> [EXERCISE GOAL] Copies of all lines containing the string "registered" are needed from the data below.

> [INPUT DATA]
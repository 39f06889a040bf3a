//! Connection identifiers and the persistent-user directory.
//!
//! Every upgraded WebSocket gets a fresh [`ConnectionId`]. Clients may
//! additionally register a persistent user id that survives reconnects; the
//! [`ConnectionDirectory`] maps that id to whichever connection currently
//! holds it. The mapping is bookkeeping only and grants no privileges.

use std::collections::HashMap;
use std::fmt;

use uuid::Uuid;

/// Transport-owned identifier of a single live connection.
#[derive(Debug, Clone, Copy, PartialEq, Eq, Hash, PartialOrd, Ord)]
pub struct ConnectionId(Uuid);

impl ConnectionId {
    /// Mints a new, time-ordered connection id (UUID v7).
    #[must_use]
    pub fn new() -> Self {
        Self(Uuid::now_v7())
    }
}

impl Default for ConnectionId {
    fn default() -> Self {
        Self::new()
    }
}

impl fmt::Display for ConnectionId {
    fn fmt(&self, f: &mut fmt::Formatter<'_>) -> fmt::Result {
        self.0.fmt(f)
    }
}

/// Two-way map between persistent user ids and live connections.
#[derive(Debug, Default)]
pub struct ConnectionDirectory {
    by_user: HashMap<String, ConnectionId>,
    by_connection: HashMap<ConnectionId, String>,
}

impl ConnectionDirectory {
    /// Creates an empty directory.
    #[must_use]
    pub fn new() -> Self {
        Self::default()
    }

    /// Records that `conn` now speaks for `user_id`.
    ///
    /// A user id registered again from a new connection moves to that
    /// connection. A connection registering a different id drops its old one.
    /// Returns the connection that previously held `user_id`, if any.
    pub fn register(&mut self, conn: ConnectionId, user_id: &str) -> Option<ConnectionId> {
        if let Some(old_user) = self.by_connection.insert(conn, user_id.to_string())
            && old_user != user_id
            && self.by_user.get(&old_user) == Some(&conn)
        {
            self.by_user.remove(&old_user);
        }

        let previous = self.by_user.insert(user_id.to_string(), conn);
        if let Some(prev) = previous
            && prev != conn
        {
            self.by_connection.remove(&prev);
        }
        previous.filter(|prev| *prev != conn)
    }

    /// Removes `conn`, returning the user id it held.
    ///
    /// The user entry is only dropped when it still points at `conn`, so a
    /// stale disconnect cannot evict a newer connection for the same user.
    pub fn remove(&mut self, conn: ConnectionId) -> Option<String> {
        let user_id = self.by_connection.remove(&conn)?;
        if self.by_user.get(&user_id) == Some(&conn) {
            self.by_user.remove(&user_id);
        }
        Some(user_id)
    }

    /// Persistent user id registered by `conn`, if any.
    #[must_use]
    pub fn user_id_of(&self, conn: ConnectionId) -> Option<&str> {
        self.by_connection.get(&conn).map(String::as_str)
    }

    /// Connection currently holding `user_id`, if any.
    #[must_use]
    pub fn connection_of(&self, user_id: &str) -> Option<ConnectionId> {
        self.by_user.get(user_id).copied()
    }

    /// Number of registered users.
    #[must_use]
    pub fn len(&self) -> usize {
        self.by_user.len()
    }

    /// Whether no users are registered.
    #[must_use]
    pub fn is_empty(&self) -> bool {
        self.by_user.is_empty()
    }
}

> [RESULT FOR THIS TASK]
    /// A user id registered again from a new connection moves to that
    /// Persistent user id registered by `conn`, if any.
    /// Number of registered users.
    /// Whether no users are registered.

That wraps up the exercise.